El café de los gatos, tres.


Alguien dijo alguna vez que existe un Boulevard de los Sueños Rotos. En este lugar, en el sentido contrario a cualquier dirección, en la acera de los números impares, se encuentra El Café de los Gatos, tres.
No está en el número tres, ni siquiera es una cadena de restaurantes ni éste es el tercero que se abrió. No. Simplemente, es un lugar poco visitado, apenas va nadie. Su dueño, sabedor de esta situación, quiso ponerle otro nombre, pero hasta al rotulista, se le olvidó el nombre y cuando fue a poner El Café de los Tres Gatos, se le olvidó el número ordinal y tuvo que añadirlo después. No tuvo problemas con el dueño del bar, pues no le molestó el nombre que había puesto; es más, dijo, queda más original. Así, al menos la gente preguntará si es el tercero o el porqué de su nombre.
Y así quedó el cartel, el café y la calle. Marcada por un nombre curioso, Sueños Rotos, y por un café que no está en el número 3.

Y ahí es donde decidí reunirlos yo. Era el mejor lugar para que se encontrasen. Ya era hora de tenerlos a los dos cara a cara. Y no podía elegir un lugar muy transitado, porque sé que ella no vendría si elegía cualquier otro lugar.
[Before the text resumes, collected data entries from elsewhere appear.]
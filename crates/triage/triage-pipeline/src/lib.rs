//! # triage-pipeline
//!
//! Composes the encoder, classifier, ranker and knowledge resolver into
//! `infer`, and bootstraps everything from a [`TriageConfig`](triage_core::TriageConfig).

pub mod engine;
pub mod runtime;
pub mod tracing_setup;

pub use engine::{DiagnosisPipeline, InferenceRequest};
pub use runtime::TriageRuntime;
//! Connection pool managing read/write connections.

pub mod pragmas;
pub mod read_pool;
pub mod write_connection;

use std::path::{Path, PathBuf};

use triage_core::config::StorageConfig;
use triage_core::errors::TriageResult;

pub use read_pool::ReadPool;
pub use write_connection::WriteConnection;

use crate::migrations;

/// The single writer plus, for file-backed databases, a read pool.
pub struct ConnectionPool {
    pub writer: WriteConnection,
    pub readers: Option<ReadPool>,
    pub db_path: Option<PathBuf>,
}

impl ConnectionPool {
    /// Open the writer, bring the schema up to date, then open readers
    /// (read-only connections need the tables to exist).
    pub fn open(path: &Path, config: &StorageConfig) -> TriageResult<Self> {
        let writer = WriteConnection::open(path, config.busy_timeout_ms)?;
        writer.with_conn_sync(migrations::run_migrations)?;
        let readers = ReadPool::open(path, config.read_pool_size, config.busy_timeout_ms)?;
        Ok(Self {
            writer,
            readers: Some(readers),
            db_path: Some(path.to_path_buf()),
        })
    }

    /// In-memory databases are private to their connection, so every read
    /// goes through the writer.
    pub fn open_in_memory() -> TriageResult<Self> {
        let writer = WriteConnection::open_in_memory()?;
        writer.with_conn_sync(migrations::run_migrations)?;
        Ok(Self {
            writer,
            readers: None,
            db_path: None,
        })
    }
}
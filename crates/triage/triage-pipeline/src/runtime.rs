//! TriageRuntime: owns every subsystem and wires the pipeline from config.
//!
//! Startup is fail-fast: artifact or storage problems abort `initialize`
//! so a misconfigured deployment never serves requests.

use std::path::Path;
use std::sync::Arc;

use tracing::info;

use triage_classifier::{ArtifactBundle, Ranker};
use triage_core::config::TriageConfig;
use triage_core::errors::TriageResult;
use triage_core::traits::IKnowledgeSource;
use triage_knowledge::{KnowledgeCacheCoordinator, KnowledgeResolver, WikipediaSource};
use triage_storage::StorageEngine;

use crate::engine::DiagnosisPipeline;

pub struct TriageRuntime {
    pub config: TriageConfig,
    pub storage: Arc<StorageEngine>,
    pub pipeline: Arc<DiagnosisPipeline>,
}

impl TriageRuntime {
    /// Load artifacts, open storage, and connect to the configured
    /// encyclopedia. Must run outside an async context.
    pub fn initialize(config: TriageConfig) -> TriageResult<Self> {
        let bundle = ArtifactBundle::load(&config.classifier)?;
        let source = Arc::new(WikipediaSource::new(&config.knowledge)?);
        let storage = Arc::new(StorageEngine::open_with_config(
            Path::new(&config.storage.db_path),
            &config.storage,
        )?);
        Self::assemble(config, bundle, storage, source)
    }

    /// Like [`Self::initialize`] with a caller-supplied knowledge source and
    /// storage engine.
    pub fn with_components(
        config: TriageConfig,
        storage: Arc<StorageEngine>,
        source: Arc<dyn IKnowledgeSource>,
    ) -> TriageResult<Self> {
        let bundle = ArtifactBundle::load(&config.classifier)?;
        Self::assemble(config, bundle, storage, source)
    }

    fn assemble(
        config: TriageConfig,
        bundle: ArtifactBundle,
        storage: Arc<StorageEngine>,
        source: Arc<dyn IKnowledgeSource>,
    ) -> TriageResult<Self> {
        if let Some(legacy) = &config.storage.legacy_cache_path {
            storage.import_legacy_json(Path::new(legacy))?;
        }

        let cache = Arc::new(KnowledgeCacheCoordinator::new(
            storage.clone(),
            config.storage.l1_cache_size,
        ));
        let resolver = Arc::new(KnowledgeResolver::new(
            cache,
            source,
            config.knowledge.clone(),
        ));
        let pipeline = DiagnosisPipeline::new(bundle, Ranker::new(config.ranking.top_k), resolver)
            .with_history(storage.clone());

        info!(
            labels = pipeline.labels().len(),
            top_k = config.ranking.top_k,
            knowledge_source = pipeline.resolver().source_name(),
            "triage runtime initialized"
        );

        Ok(Self {
            config,
            storage,
            pipeline: Arc::new(pipeline),
        })
    }

    pub fn pipeline(&self) -> Arc<DiagnosisPipeline> {
        Arc::clone(&self.pipeline)
    }
}
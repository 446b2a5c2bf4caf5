use serde::{Deserialize, Serialize};

use super::defaults;

/// Observability subsystem configuration.
#[derive(Debug, Clone, Serialize, Deserialize)]
#[serde(default)]
pub struct ObservabilityConfig {
    /// Log level: "trace", "debug", "info", "warn", "error".
    pub log_level: String,
    /// Emit JSON-formatted log lines.
    pub json_logs: bool,
}

impl Default for ObservabilityConfig {
    fn default() -> Self {
        Self {
            log_level: defaults::DEFAULT_LOG_LEVEL.to_string(),
            json_logs: defaults::DEFAULT_JSON_LOGS,
        }
    }
}
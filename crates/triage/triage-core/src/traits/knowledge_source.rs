use crate::errors::KnowledgeResult;
use crate::models::{DocumentSection, SourceSummary};

/// Read-only external encyclopedia. Untrusted, possibly slow or absent.
pub trait IKnowledgeSource: Send + Sync {
    /// Resolve `query` to a document and return its leading summary, bounded
    /// to `max_sentences` sentences.
    fn fetch_summary(&self, query: &str, max_sentences: usize) -> KnowledgeResult<SourceSummary>;

    /// Sections of the document with the given canonical title.
    fn fetch_sections(&self, title: &str) -> KnowledgeResult<Vec<DocumentSection>>;

    /// Human-readable source name.
    fn name(&self) -> &str;
}
//! # triage-storage
//!
//! SQLite persistence: the durable knowledge cache (one row per condition
//! label, upserted individually so unrelated labels are never rewritten) and
//! the best-effort prediction history sink.
//!
//! One serialized write connection, a round-robin pool of read connections
//! (WAL mode lets readers proceed while the writer commits).

pub mod engine;
pub mod migrations;
pub mod pool;
pub mod queries;

pub use engine::StorageEngine;

use triage_core::errors::{StorageError, TriageError};

/// Wrap any lower-level failure as a storage error.
pub(crate) fn to_storage_err(message: impl Into<String>) -> TriageError {
    StorageError::SqliteError {
        message: message.into(),
    }
    .into()
}
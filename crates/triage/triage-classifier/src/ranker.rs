//! Top-K selection over a probability vector.
//!
//! Ordering is by descending probability; exact ties go to the lower class
//! index, so identical inputs always rank identically.

use std::cmp::Ordering;

use triage_core::config::defaults::DEFAULT_TOP_K;
use triage_core::errors::{ClassifierError, TriageResult};
use triage_core::models::RankedClass;

use crate::labels::LabelIndex;

#[derive(Debug, Clone, Copy)]
pub struct Ranker {
    top_k: usize,
}

impl Default for Ranker {
    fn default() -> Self {
        Self::new(DEFAULT_TOP_K)
    }
}

impl Ranker {
    pub fn new(top_k: usize) -> Self {
        Self { top_k }
    }

    pub fn top_k(&self) -> usize {
        self.top_k
    }

    /// Rank `probabilities` (index-aligned with `labels`) and keep at most K.
    /// Fewer classes than K is not an error.
    pub fn rank(&self, probabilities: &[f64], labels: &LabelIndex) -> TriageResult<Vec<RankedClass>> {
        if probabilities.len() != labels.len() {
            return Err(ClassifierError::InferenceFailed {
                reason: format!(
                    "probability vector has {} entries, label mapping has {}",
                    probabilities.len(),
                    labels.len()
                ),
            }
            .into());
        }

        let sanitized: Vec<f64> = probabilities
            .iter()
            .map(|&p| if p.is_nan() { 0.0 } else { p })
            .collect();

        let mut order: Vec<usize> = (0..sanitized.len()).collect();
        order.sort_by(|&a, &b| compare_desc(sanitized[a], sanitized[b]).then(a.cmp(&b)));

        Ok(order
            .into_iter()
            .take(self.top_k)
            .filter_map(|index| {
                let label = labels.label(index)?;
                Some(RankedClass {
                    class_index: index,
                    label: label.to_string(),
                    probability: sanitized[index],
                    confidence: round_confidence(sanitized[index]),
                })
            })
            .collect())
    }
}

fn compare_desc(a: f64, b: f64) -> Ordering {
    b.total_cmp(&a)
}

/// Probability → percentage with two decimals, decimal round-half-up.
///
/// The scaled value is first snapped to 1e-6 so that binary representation
/// error cannot move a decimal `.xx5` tie below the midpoint
/// (`0.12345 * 10_000` is `1234.4999…` in `f64`).
pub fn round_confidence(probability: f64) -> f64 {
    let scaled = probability * 10_000.0;
    let snapped = (scaled * 1e6).round() / 1e6;
    snapped.round() / 100.0
}
//! L1 in-memory knowledge mirror using moka.
//!
//! TinyLFU admission, capacity-bounded. No TTL: cached entries never change.

use moka::sync::Cache;

use triage_core::models::KnowledgeEntry;

pub struct L1MemoryCache {
    cache: Cache<String, KnowledgeEntry>,
}

impl L1MemoryCache {
    pub fn new(max_entries: u64) -> Self {
        Self {
            cache: Cache::builder().max_capacity(max_entries).build(),
        }
    }

    pub fn get(&self, label: &str) -> Option<KnowledgeEntry> {
        self.cache.get(label)
    }

    pub fn insert(&self, label: String, entry: KnowledgeEntry) {
        self.cache.insert(label, entry);
    }

    /// Approximate; moka applies pending writes lazily.
    pub fn len(&self) -> u64 {
        self.cache.entry_count()
    }

    pub fn is_empty(&self) -> bool {
        self.len() == 0
    }
}
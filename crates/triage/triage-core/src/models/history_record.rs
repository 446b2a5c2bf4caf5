use chrono::{DateTime, Utc};
use serde::{Deserialize, Serialize};

use super::PredictionRecord;

/// Best-effort history record emitted once per inference request.
#[derive(Debug, Clone, PartialEq, Serialize, Deserialize)]
pub struct PredictionHistoryRecord {
    /// Originating identity context, opaque to the core.
    pub identity: Option<String>,
    /// Symptom names exactly as submitted.
    pub symptoms: Vec<String>,
    /// Ranked disease names, in ranked order.
    pub ranked_diseases: Vec<String>,
    pub results: Vec<PredictionRecord>,
    pub timestamp: DateTime<Utc>,
    /// Random per-request nonce for uniqueness.
    pub nonce: String,
}
//! Bidirectional label ↔ class-index mapping, produced by the same training
//! run as the model artifact.

use std::collections::HashMap;
use std::path::Path;

use serde::{Deserialize, Serialize};
use triage_core::errors::ClassifierError;

#[derive(Debug, Clone, Serialize, Deserialize)]
pub struct LabelArtifact {
    pub labels: Vec<String>,
}

#[derive(Debug, Clone)]
pub struct LabelIndex {
    labels: Vec<String>,
    indices: HashMap<String, usize>,
}

impl LabelIndex {
    /// Build from labels in class-index order. Labels must be unique and non-empty.
    pub fn new(labels: Vec<String>) -> Result<Self, ClassifierError> {
        if labels.is_empty() {
            return Err(ClassifierError::ArtifactMismatch {
                details: "label mapping is empty".to_string(),
            });
        }
        let mut indices = HashMap::with_capacity(labels.len());
        for (i, label) in labels.iter().enumerate() {
            if indices.insert(label.clone(), i).is_some() {
                return Err(ClassifierError::ArtifactMismatch {
                    details: format!("duplicate class label: {label:?}"),
                });
            }
        }
        Ok(Self { labels, indices })
    }

    pub fn load(path: &Path) -> Result<Self, ClassifierError> {
        let artifact: LabelArtifact = crate::read_json_artifact(path)?;
        Self::new(artifact.labels)
    }

    pub fn label(&self, index: usize) -> Option<&str> {
        self.labels.get(index).map(String::as_str)
    }

    pub fn index_of(&self, label: &str) -> Option<usize> {
        self.indices.get(label).copied()
    }

    pub fn len(&self) -> usize {
        self.labels.len()
    }

    pub fn is_empty(&self) -> bool {
        self.labels.is_empty()
    }

    pub fn labels(&self) -> &[String] {
        &self.labels
    }
}

#[cfg(test)]
mod tests {
    use super::*;

    #[test]
    fn maps_both_directions() {
        let idx = LabelIndex::new(vec!["Acne".into(), "Malaria".into()]).unwrap();
        assert_eq!(idx.label(1), Some("Malaria"));
        assert_eq!(idx.index_of("Acne"), Some(0));
        assert_eq!(idx.label(2), None);
        assert_eq!(idx.index_of("acne"), None);
    }

    #[test]
    fn rejects_duplicate_labels() {
        assert!(LabelIndex::new(vec!["A".into(), "A".into()]).is_err());
    }
}
use crate::errors::TriageResult;
use crate::models::KnowledgeEntry;

/// Durable label → knowledge entry store.
///
/// `put` must never drop entries stored under other labels. Concurrent `put`s
/// to the same label may race; the last writer wins.
pub trait IKnowledgeCache: Send + Sync {
    fn get(&self, label: &str) -> TriageResult<Option<KnowledgeEntry>>;
    fn put(&self, label: &str, entry: &KnowledgeEntry) -> TriageResult<()>;
    fn entry_count(&self) -> TriageResult<usize>;
}
use serde::{Deserialize, Serialize};

/// Short summary returned by a knowledge source for a query.
#[derive(Debug, Clone, PartialEq, Eq, Serialize, Deserialize)]
pub struct SourceSummary {
    /// Canonical title the query resolved to.
    pub title: String,
    /// Plain-text summary, already bounded to a few sentences.
    pub text: String,
}

/// A named section of a source document.
#[derive(Debug, Clone, PartialEq, Eq, Serialize, Deserialize)]
pub struct DocumentSection {
    pub title: String,
    /// Heading depth (2 for `== H ==`, 3 for `=== H ===`, ...).
    pub level: usize,
    /// Text between this heading and the next heading of any level.
    pub content: String,
}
Llegué yo primero. Siempre, esta manía mía de llegar cinco minutos antes a las citas, que me hace esperar esos cinco minutos más los diez de rigor que todo el mundo suele llegar tarde. Pero esta vez me venían bien esos minutos. Tenía que elegir un sitio neutral, ni demasiado escondido en el que él probablemente no se sentiría a gusto ni demasiado expuesto, en el cual ella, bajo ningún concepto, aceptaría sentarse por miedo a que la vieran.
Me gustó esa mesa; al lado de la ventana, pero en un rincón. Estaba en la ventana, él podía tener su ración de ego cuando la gente (poca o, incluso, ninguna) pasara por el boulevard. Y ella tendría su parcela de intimidad, pues el rincón nos aislaba de la gente que entrase (también poca o ninguna).

Ya era la hora, el reloj sin agujas que colgaba de ningún sitio, en la barra del café, empezó a tocar las 7 campanadas insonoras. Ya empezaban a aflorar los nervios. No sabía como reaccionarían ante una reunión así, pues no era común verlos juntos y menos conmigo como mediador.

Ambos llegaron con escasos segundos de diferencia. Primero llegó ella, toda envuelta en su abrigo largo negro. La bufanda le cubría algo más de lo reglamentario, dejando ver, a duras penas, las largas y negras pestañas y una diminuta rendija de sus ojos, entrecerrados para tratar de localizarme en la penumbra del café. Levanté la mano, haciendo un gesto, para que me viera y se acercó. Cuando examinó el sitio y vio que le parecía bien, dejó el abrigo. Debajo no había nada que pudiera llamar la atención, un jersey negro, de cuello cisne, que dejaba salir, como arañando la garganta, la barbilla estilizada. Y unos pantalones también del mismo color, terminados en unas botas altas, de color gris oscuro. No había posibilidad de que hubiese piernas o algo similar, todo era una continuidad de ropa. Por un momento, incluso creí que no tenía manos, pues no se quitó los guante hasta pasados dos segundos, cuando se percató de que no me había saludado. Se los quitó y pude sentir sus dedos gélidos. Ya tenía a uno de mis dos invitados al café.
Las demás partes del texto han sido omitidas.